The challenge for many families is finding enough extra money to save for both college and retirement. You may be in the same position. There could be extra funds available to save for college or retirement, but not for both.
 
In that situation, which goal should be the priority? Both are obviously important. You likely want your child to have access to the best education, but you probably also want to enjoy a comfortable retirement. How do you balance the two?

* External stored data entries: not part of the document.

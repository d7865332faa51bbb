//! # Domain Generator
//!
//! Builds the static search space: for every session, the set of
//! (slot, room) placements that satisfy the hard constraints which do not
//! depend on other sessions' placements. Room kind and capacity,
//! availability rules, day-boundary fit for multi-slot sessions, and
//! exclusions forced by fixed classes are all applied here, once per run.
//!
//! Domain construction is a pure function of the problem instance, so
//! sessions are processed in parallel. An empty domain is a fatal,
//! actionable error naming the session and the requirement that emptied
//! it.

use rayon::prelude::*;

use crate::error::{EngineError, Result};
use crate::model::Placement;
use crate::problem::Problem;

/// Sessions below this count are processed sequentially; the parallel
/// split is not worth it for tiny instances.
const PARALLEL_THRESHOLD: usize = 16;

/// The per-session candidate domains for one run. Immutable once built.
#[derive(Debug, Clone)]
pub struct DomainSet {
    domains: Vec<Vec<Placement>>,
}

impl DomainSet {
    /// Builds the domain of every session, failing fast on the first
    /// session with no legal placement.
    pub fn build(problem: &Problem) -> Result<Self> {
        let indices: Vec<usize> = (0..problem.sessions().len()).collect();
        let domains: Result<Vec<Vec<Placement>>> = if indices.len() >= PARALLEL_THRESHOLD {
            indices
                .par_iter()
                .map(|&sidx| session_domain(problem, sidx))
                .collect()
        } else {
            indices
                .iter()
                .map(|&sidx| session_domain(problem, sidx))
                .collect()
        };
        let domains = domains?;
        tracing::debug!(
            sessions = domains.len(),
            placements = domains.iter().map(Vec::len).sum::<usize>(),
            "domains built"
        );
        Ok(Self { domains })
    }

    /// The candidate placements of session `sidx`.
    pub fn candidates(&self, sidx: usize) -> &[Placement] {
        &self.domains[sidx]
    }

    pub fn len(&self) -> usize {
        self.domains.len()
    }

    pub fn is_empty(&self) -> bool {
        self.domains.is_empty()
    }
}

fn session_domain(problem: &Problem, sidx: usize) -> Result<Vec<Placement>> {
    let session = problem.session(sidx);

    // A pinned session has a singleton domain, but the pin must still
    // point at a usable room.
    if let Some(placement) = problem.fixed_placement(sidx) {
        let room = problem.room(placement.room);
        if room.is_lab != session.kind.needs_lab() {
            return Err(EngineError::DomainEmpty {
                session: problem.describe_session(sidx),
                requirement: format!(
                    "pinned to {} which {} a lab, but the session is a {}",
                    room.name,
                    if room.is_lab { "is" } else { "is not" },
                    session.kind
                ),
            });
        }
        if room.capacity < problem.batch_strength(session.batch) {
            return Err(EngineError::DomainEmpty {
                session: problem.describe_session(sidx),
                requirement: format!(
                    "pinned to {} with capacity {} below batch strength {}",
                    room.name,
                    room.capacity,
                    problem.batch_strength(session.batch)
                ),
            });
        }
        return Ok(vec![placement]);
    }

    let strength = problem.batch_strength(session.batch);
    let required_kind = problem.required_room_kind(session);

    let rooms: Vec<usize> = (0..problem.rooms().len())
        .filter(|&ridx| {
            let room = problem.room(ridx);
            room.is_lab == session.kind.needs_lab()
                && room.capacity >= strength
                && required_kind.map_or(true, |k| room.kind == k)
        })
        .collect();

    if rooms.is_empty() {
        let kind = if session.kind.needs_lab() {
            "lab"
        } else {
            "non-lab"
        };
        return Err(EngineError::DomainEmpty {
            session: problem.describe_session(sidx),
            requirement: format!(
                "no {} room with capacity >= {} exists",
                kind, strength
            ),
        });
    }

    let mut blocked_by: Vec<String> = Vec::new();
    let mut span_candidates = 0usize;
    let mut after_rules = Vec::new();

    for start in 0..problem.slots().len() {
        if !problem.span_fits(start, session.duration_slots) {
            continue;
        }
        for &ridx in &rooms {
            span_candidates += 1;
            let room_id = problem.room(ridx).id;
            let blocking_rule = problem.rules().iter().find(|rule| {
                problem
                    .covered(Placement::new(start, ridx), session.duration_slots)
                    .any(|slot| {
                        rule.blocks(session.faculty, session.batch, room_id, problem.slot(slot))
                    })
            });
            match blocking_rule {
                Some(rule) => {
                    let who = rule.subject_description();
                    if !blocked_by.contains(&who) {
                        blocked_by.push(who);
                    }
                }
                None => after_rules.push(Placement::new(start, ridx)),
            }
        }
    }

    if after_rules.is_empty() {
        let requirement = if span_candidates == 0 {
            format!(
                "no run of {} consecutive same-day slots exists in the catalog",
                session.duration_slots
            )
        } else {
            format!(
                "all {} placements fall inside declared unavailability of {}",
                span_candidates,
                blocked_by.join(", ")
            )
        };
        return Err(EngineError::DomainEmpty {
            session: problem.describe_session(sidx),
            requirement,
        });
    }

    // Placements that clash with a pinned class sharing a resource can
    // never appear in a feasible candidate; drop them now.
    let survivors: Vec<Placement> = after_rules
        .into_iter()
        .filter(|&p| {
            problem
                .fixed_placements()
                .filter(|&(other, _)| other != sidx)
                .all(|(other, fp)| problem.clash(sidx, p, other, fp).is_none())
        })
        .collect();

    if survivors.is_empty() {
        return Err(EngineError::DomainEmpty {
            session: problem.describe_session(sidx),
            requirement: "every remaining placement conflicts with a fixed class".to_string(),
        });
    }

    Ok(survivors)
}

#[cfg(test)]
mod tests {
    use super::*;
    use crate::model::{
        AvailabilityRule, Batch, BatchId, Faculty, FacultyId, Room, RoomId, RoomKindId, SlotId,
        Subject, SubjectId, TeachingAssignment, TimeSlot,
    };
    use crate::problem::Problem;

    fn slots_for_week(days: u8, per_day: u32) -> Vec<TimeSlot> {
        let mut slots = Vec::new();
        let mut id = 0;
        for day in 0..days {
            for i in 0..per_day {
                let start = 540 + (i as u16) * 60;
                slots.push(TimeSlot {
                    id: SlotId(id),
                    day,
                    start_minute: start,
                    end_minute: start + 60,
                });
                id += 1;
            }
        }
        slots
    }

    fn base_builder() -> crate::problem::ProblemBuilder {
        Problem::builder()
            .subjects(vec![Subject {
                id: SubjectId(1),
                name: "Databases".to_string(),
                required_room_kind: None,
            }])
            .faculty(vec![Faculty {
                id: FacultyId(1),
                name: "Dr. Iyer".to_string(),
            }])
            .batches(vec![Batch {
                id: BatchId(1),
                name: "CS-3B".to_string(),
                strength: 50,
            }])
            .slots(slots_for_week(5, 4))
    }

    #[test]
    fn capacity_filter_empties_domain_with_named_requirement() {
        let err = base_builder()
            .rooms(vec![Room {
                id: RoomId(1),
                name: "Small".to_string(),
                capacity: 20,
                kind: RoomKindId(0),
                is_lab: false,
            }])
            .assignments(vec![TeachingAssignment::new(
                SubjectId(1),
                FacultyId(1),
                BatchId(1),
                1,
                0,
                0,
            )])
            .build()
            .and_then(|p| DomainSet::build(&p).map(|_| ()))
            .unwrap_err();
        let msg = err.to_string();
        assert!(msg.contains("capacity >= 50"), "got: {msg}");
        assert!(msg.contains("Databases"), "got: {msg}");
    }

    #[test]
    fn unavailability_excludes_whole_days() {
        let p = base_builder()
            .rooms(vec![Room {
                id: RoomId(1),
                name: "R1".to_string(),
                capacity: 60,
                kind: RoomKindId(0),
                is_lab: false,
            }])
            .assignments(vec![TeachingAssignment::new(
                SubjectId(1),
                FacultyId(1),
                BatchId(1),
                1,
                0,
                0,
            )])
            .rules(vec![AvailabilityRule::FacultyUnavailable {
                faculty: FacultyId(1),
                days: vec![4],
                span: None,
            }])
            .build()
            .unwrap();
        let domains = DomainSet::build(&p).unwrap();
        for placement in domains.candidates(0) {
            assert_ne!(p.slot(placement.slot).day, 4);
        }
        // 4 days x 4 slots remain.
        assert_eq!(domains.candidates(0).len(), 16);
    }

    #[test]
    fn practicals_only_land_in_labs() {
        let p = base_builder()
            .rooms(vec![
                Room {
                    id: RoomId(1),
                    name: "R1".to_string(),
                    capacity: 60,
                    kind: RoomKindId(0),
                    is_lab: false,
                },
                Room {
                    id: RoomId(2),
                    name: "Lab-A".to_string(),
                    capacity: 60,
                    kind: RoomKindId(1),
                    is_lab: true,
                },
            ])
            .assignments(vec![TeachingAssignment::new(
                SubjectId(1),
                FacultyId(1),
                BatchId(1),
                0,
                0,
                2,
            )])
            .build()
            .unwrap();
        let domains = DomainSet::build(&p).unwrap();
        for placement in domains.candidates(0) {
            assert!(p.room(placement.room).is_lab);
        }
    }

    #[test]
    fn multi_slot_sessions_never_cross_days() {
        let p = base_builder()
            .rooms(vec![Room {
                id: RoomId(2),
                name: "Lab-A".to_string(),
                capacity: 60,
                kind: RoomKindId(1),
                is_lab: true,
            }])
            .assignments(vec![TeachingAssignment::new(
                SubjectId(1),
                FacultyId(1),
                BatchId(1),
                0,
                0,
                2,
            )])
            .build()
            .unwrap();
        let domains = DomainSet::build(&p).unwrap();
        let session = p.session(0);
        assert_eq!(session.duration_slots, 2);
        for placement in domains.candidates(0) {
            assert!(p.span_fits(placement.slot, 2));
        }
        // 3 starting positions per day x 5 days.
        assert_eq!(domains.candidates(0).len(), 15);
    }
}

Alternative Options for College Funding
Another important factor to consider is your child may have more options to fund their education than you could have to fund your retirement. Retirements are often funded through three different income sources: Social Security, pensions and personal savings. If you don’t have enough personal savings when you retire, there are few alternatives available.
 
Your child, on the other hand, may find many options available when they reach college. They might qualify for scholarships or be able to work part-time to pay for a portion of college. And, although it may not be ideal, they could also take student loans. You likely don’t want your child to be saddled with debt after college. However, it is a viable funding option they can use for college.
 

Uncertainty of College Expenses
While it may be probable that your child attends college after high school, it’s virtually certain you will need to rely on your personal savings in retirement. In recent years, fewer high school graduates are opting to continue their schooling at a four-year college. According to the Bureau of Labor Statistics, in the high school class of 2013, only 65.9 percent of graduates started at a four-year college the following fall. That’s down from a high of 70.1 percent in 2009.1
 
You may already know your child is headed to a four-year university. However, if your child is younger, you may not know that with certainty. It’s possible you could save for college and your child may never need the money. On the other hand, you will almost certainly need to withdraw from your savings when you retire.

 
Roth IRA: Balance Both Goals
You could also possibly use the Roth IRA to pay for college. If you are over age 59½ when your child goes to college, you can simply take a tax-free withdrawal from the account at any time.
 
Even if you are under age 59½, though, you still may be able to use it. Howeever, you will pay taxes and possibly a 10-percent penalty if you withdraw your earnings before age 59½..
 
You could put money away into your Roth IRA today, without making the distinction of whether it’s for college or retirement. If your child goes to college and you have plenty of money saved for retirement, you may then decide to withdraw some of your contributions to pay for college. If you need the money for retirement, you could help your child examine other funding options.
 
Are you as financially fit as you thought for retirement and or college planning? Give us a call at DSM Financial to discuss your options and create a strategy that works for you.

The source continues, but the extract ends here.